__TASK DIRECTIONS__:
Go through the records and report each line in which the word "data" occurs.

__RECORDS SUPPLIED__:
Start of Block

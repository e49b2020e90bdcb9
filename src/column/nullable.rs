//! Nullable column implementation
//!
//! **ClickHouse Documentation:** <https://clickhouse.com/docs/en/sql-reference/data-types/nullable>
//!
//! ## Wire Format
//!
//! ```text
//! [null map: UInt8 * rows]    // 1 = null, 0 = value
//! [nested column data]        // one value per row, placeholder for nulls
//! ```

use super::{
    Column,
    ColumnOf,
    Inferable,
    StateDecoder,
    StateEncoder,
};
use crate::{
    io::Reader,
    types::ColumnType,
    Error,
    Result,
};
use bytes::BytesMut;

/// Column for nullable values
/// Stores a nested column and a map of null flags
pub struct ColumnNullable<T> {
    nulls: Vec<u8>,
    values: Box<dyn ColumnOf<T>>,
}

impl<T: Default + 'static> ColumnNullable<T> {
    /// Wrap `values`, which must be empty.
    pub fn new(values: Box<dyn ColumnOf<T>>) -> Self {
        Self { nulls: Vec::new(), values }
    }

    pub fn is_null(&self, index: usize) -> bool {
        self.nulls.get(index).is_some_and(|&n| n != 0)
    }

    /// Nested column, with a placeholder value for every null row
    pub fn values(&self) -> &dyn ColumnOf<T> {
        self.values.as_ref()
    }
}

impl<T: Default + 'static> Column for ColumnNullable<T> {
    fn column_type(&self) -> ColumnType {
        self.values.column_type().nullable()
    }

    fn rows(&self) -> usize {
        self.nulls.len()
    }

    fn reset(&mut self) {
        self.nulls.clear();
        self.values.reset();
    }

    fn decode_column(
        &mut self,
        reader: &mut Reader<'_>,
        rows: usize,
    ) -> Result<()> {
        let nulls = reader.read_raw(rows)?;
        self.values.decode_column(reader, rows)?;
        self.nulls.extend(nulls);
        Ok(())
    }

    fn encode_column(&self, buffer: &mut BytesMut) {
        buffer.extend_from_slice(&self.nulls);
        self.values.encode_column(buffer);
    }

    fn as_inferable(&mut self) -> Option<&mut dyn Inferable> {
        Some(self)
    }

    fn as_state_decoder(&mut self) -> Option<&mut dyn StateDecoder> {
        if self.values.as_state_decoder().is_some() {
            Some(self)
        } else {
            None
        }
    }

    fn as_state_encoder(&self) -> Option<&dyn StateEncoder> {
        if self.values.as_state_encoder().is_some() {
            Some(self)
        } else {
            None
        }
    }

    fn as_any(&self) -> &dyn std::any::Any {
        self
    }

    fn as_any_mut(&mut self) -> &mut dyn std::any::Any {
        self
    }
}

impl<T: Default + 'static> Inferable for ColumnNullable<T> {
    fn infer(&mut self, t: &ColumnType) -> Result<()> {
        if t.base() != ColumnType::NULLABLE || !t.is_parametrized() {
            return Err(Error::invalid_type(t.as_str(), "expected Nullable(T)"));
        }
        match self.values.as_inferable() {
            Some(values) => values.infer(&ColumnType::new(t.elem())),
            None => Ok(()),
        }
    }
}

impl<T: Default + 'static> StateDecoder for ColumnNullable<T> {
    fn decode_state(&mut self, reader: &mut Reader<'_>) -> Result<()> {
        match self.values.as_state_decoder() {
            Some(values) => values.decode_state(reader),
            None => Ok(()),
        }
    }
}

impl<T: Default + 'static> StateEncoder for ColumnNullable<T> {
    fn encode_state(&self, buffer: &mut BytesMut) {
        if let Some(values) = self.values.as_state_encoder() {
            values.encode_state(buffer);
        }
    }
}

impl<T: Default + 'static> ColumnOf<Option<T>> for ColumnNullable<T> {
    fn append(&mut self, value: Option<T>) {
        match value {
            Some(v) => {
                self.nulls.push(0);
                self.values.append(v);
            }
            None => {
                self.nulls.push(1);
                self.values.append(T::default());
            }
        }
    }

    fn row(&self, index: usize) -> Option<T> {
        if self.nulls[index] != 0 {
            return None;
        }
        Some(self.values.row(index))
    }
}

End of Block
Start of Block

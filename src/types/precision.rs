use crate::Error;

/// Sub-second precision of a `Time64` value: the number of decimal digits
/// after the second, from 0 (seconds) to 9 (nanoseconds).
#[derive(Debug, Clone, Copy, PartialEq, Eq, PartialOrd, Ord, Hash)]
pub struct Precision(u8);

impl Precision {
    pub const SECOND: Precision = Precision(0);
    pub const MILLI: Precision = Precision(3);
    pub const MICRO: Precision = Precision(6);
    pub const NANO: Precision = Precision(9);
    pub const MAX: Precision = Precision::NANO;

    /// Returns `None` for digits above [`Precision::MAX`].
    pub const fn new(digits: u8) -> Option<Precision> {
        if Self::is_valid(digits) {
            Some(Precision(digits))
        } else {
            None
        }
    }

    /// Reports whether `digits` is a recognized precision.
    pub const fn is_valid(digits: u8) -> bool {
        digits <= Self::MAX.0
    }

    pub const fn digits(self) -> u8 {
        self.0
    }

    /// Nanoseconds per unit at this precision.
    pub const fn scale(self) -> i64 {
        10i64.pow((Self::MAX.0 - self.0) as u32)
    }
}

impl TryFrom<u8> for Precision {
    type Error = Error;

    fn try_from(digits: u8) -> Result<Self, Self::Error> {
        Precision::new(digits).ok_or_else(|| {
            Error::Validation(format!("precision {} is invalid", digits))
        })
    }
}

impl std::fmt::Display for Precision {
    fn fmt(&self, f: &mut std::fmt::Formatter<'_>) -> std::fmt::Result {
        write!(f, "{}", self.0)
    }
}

End of Block

__THE COMPLETED TASK__:
//! **ClickHouse Documentation:** <https://clickhouse.com/docs/en/sql-reference/data-types/nullable>
//! [nested column data]        // one value per row, placeholder for nulls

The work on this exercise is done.